§ **Problem to solve**:
Could you copy, word for word, only the lines from the one containing "return Ok(());" through the last line of the records below, both included?

Items from a data source:
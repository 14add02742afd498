use anyhow::Result;
use cmtool_core::{BuildManager, Context};

use super::{print_header, settle};

pub struct BuildHandler;

impl BuildHandler {
    pub fn handle_build(ctx: &Context<'_>, packages: &[String], all: bool) -> Result<()> {
        let manager = BuildManager::new(ctx);

        if all {
            print_header("build", "--all");
            settle("build", manager.build_all())?;
            return Ok(());
        }

        for package in packages {
            print_header("build", package);
            settle("build", manager.build(package))?;
        }
        Ok(())
    }
}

§ **Response**:
            return Ok(());
        }

        for package in packages {
            print_header("build", package);
            settle("build", manager.build(package))?;
        }
        Ok(())
    }
}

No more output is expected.